» **TASK PROMPT**
Pick out each line of the records in which the word "collect" appears.

════════════════════

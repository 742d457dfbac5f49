//! Transport sinks and the registry that orders them.

use std::fmt;
use std::future::Future;
use std::pin::Pin;
use std::sync::Arc;

/// Error reported by a transport.
pub type DeliveryError = Box<dyn std::error::Error + Send + Sync + 'static>;

/// Future for a delivery that completes asynchronously.
pub type PendingDelivery = Pin<Box<dyn Future<Output = Result<(), DeliveryError>> + Send + 'static>>;

/// Outcome of handing a record to a transport.
pub enum Delivery {
    /// The record was consumed synchronously.
    Done,
    /// The transport failed synchronously.
    Failed(DeliveryError),
    /// The record is being delivered in the background.
    Pending(PendingDelivery),
}

impl Delivery {
    /// Wrap a future as a pending delivery.
    pub fn pending<F>(future: F) -> Self
    where
        F: Future<Output = Result<(), DeliveryError>> + Send + 'static,
    {
        Delivery::Pending(Box::pin(future))
    }

    /// Build a synchronous failure.
    pub fn failed(err: impl Into<DeliveryError>) -> Self {
        Delivery::Failed(err.into())
    }
}

impl fmt::Debug for Delivery {
    fn fmt(&self, f: &mut fmt::Formatter<'_>) -> fmt::Result {
        match self {
            Delivery::Done => write!(f, "Done"),
            Delivery::Failed(err) => f.debug_tuple("Failed").field(err).finish(),
            Delivery::Pending(_) => write!(f, "Pending(..)"),
        }
    }
}

impl<E> From<Result<(), E>> for Delivery
where
    E: Into<DeliveryError>,
{
    fn from(result: Result<(), E>) -> Self {
        match result {
            Ok(()) => Delivery::Done,
            Err(err) => Delivery::Failed(err.into()),
        }
    }
}

/// A sink receiving finalized records.
///
/// Implemented for any `Fn(&R) -> Delivery`, so closures can be registered
/// directly.
pub trait Transport<R>: Send + Sync {
    /// Deliver one record.
    fn deliver(&self, record: &R) -> Delivery;
}

impl<R, F> Transport<R> for F
where
    F: Fn(&R) -> Delivery + Send + Sync,
{
    fn deliver(&self, record: &R) -> Delivery {
        self(record)
    }
}

/// Handle returned when a transport is registered.
#[derive(Debug, Clone, Copy, PartialEq, Eq, Hash, PartialOrd, Ord)]
pub struct TransportId(u64);

impl TransportId {
    /// Raw numeric value of the id.
    pub fn as_u64(&self) -> u64 {
        self.0
    }
}

impl fmt::Display for TransportId {
    fn fmt(&self, f: &mut fmt::Formatter<'_>) -> fmt::Result {
        write!(f, "transport-{}", self.0)
    }
}

/// Ordered set of transports keyed by [`TransportId`].
pub struct TransportRegistry<R> {
    next_id: u64,
    entries: Vec<(TransportId, Arc<dyn Transport<R>>)>,
}

impl<R: 'static> TransportRegistry<R> {
    pub fn new() -> Self {
        Self {
            next_id: 1,
            entries: Vec::new(),
        }
    }

    /// Register a transport, returning its id.
    pub fn add<T: Transport<R> + 'static>(&mut self, transport: T) -> TransportId {
        self.insert(Arc::new(transport))
    }

    /// Register a shared transport.
    ///
    /// Registering the same `Arc` twice is a no-op that returns the id of the
    /// existing registration.
    pub fn add_shared<T: Transport<R> + 'static>(&mut self, transport: Arc<T>) -> TransportId {
        let transport: Arc<dyn Transport<R>> = transport;
        if let Some((id, _)) = self
            .entries
            .iter()
            .find(|(_, existing)| std::ptr::addr_eq(Arc::as_ptr(existing), Arc::as_ptr(&transport)))
        {
            return *id;
        }
        self.insert(transport)
    }

    fn insert(&mut self, transport: Arc<dyn Transport<R>>) -> TransportId {
        let id = TransportId(self.next_id);
        self.next_id += 1;
        self.entries.push((id, transport));
        id
    }

    /// Remove a transport. Returns `false` if the id is unknown.
    pub fn remove(&mut self, id: TransportId) -> bool {
        let before = self.entries.len();
        self.entries.retain(|(existing, _)| *existing != id);
        self.entries.len() != before
    }

    pub fn clear(&mut self) {
        self.entries.clear();
    }

    pub fn contains(&self, id: TransportId) -> bool {
        self.entries.iter().any(|(existing, _)| *existing == id)
    }

    pub fn len(&self) -> usize {
        self.entries.len()
    }

    pub fn is_empty(&self) -> bool {
        self.entries.is_empty()
    }

    /// Registered ids in registration order.
    pub fn ids(&self) -> Vec<TransportId> {
        self.entries.iter().map(|(id, _)| *id).collect()
    }

    /// Clone the transport list so dispatch can run without holding a lock.
    pub fn snapshot(&self) -> Vec<Arc<dyn Transport<R>>> {
        self.entries.iter().map(|(_, t)| Arc::clone(t)).collect()
    }
}

impl<R: 'static> Default for TransportRegistry<R> {
    fn default() -> Self {
        Self::new()
    }
}

#[cfg(test)]
mod tests {
    use super::*;

    fn noop(_: &u32) -> Delivery {
        Delivery::Done
    }

    #[test]
    fn test_ids_are_sequential() {
        let mut registry = TransportRegistry::<u32>::new();
        let a = registry.add(noop);
        let b = registry.add(noop);
        assert_ne!(a, b);
        assert_eq!(registry.ids(), vec![a, b]);
    }

    #[test]
    fn test_add_shared_dedups_same_arc() {
        let mut registry = TransportRegistry::<u32>::new();
        let shared = Arc::new(|_: &u32| Delivery::Done);
        let first = registry.add_shared(Arc::clone(&shared));
        let second = registry.add_shared(Arc::clone(&shared));
        assert_eq!(first, second);
        assert_eq!(registry.len(), 1);
    }

    #[test]
    fn test_remove_unknown_id() {
        let mut registry = TransportRegistry::<u32>::new();
        let id = registry.add(noop);
        assert!(registry.remove(id));
        assert!(!registry.remove(id));
        assert!(registry.is_empty());
    }

    #[test]
    fn test_delivery_from_result() {
        let ok: Result<(), std::io::Error> = Ok(());
        assert!(matches!(Delivery::from(ok), Delivery::Done));

        let err: Result<(), std::io::Error> = Err(std::io::Error::other("boom"));
        match Delivery::from(err) {
            Delivery::Failed(e) => assert_eq!(e.to_string(), "boom"),
            other => panic!("unexpected delivery: {:?}", other),
        }
    }
}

════════════════════

» **YOUR RESPONSE**
        self.entries.iter().map(|(id, _)| *id).collect()
        self.entries.iter().map(|(_, t)| Arc::clone(t)).collect()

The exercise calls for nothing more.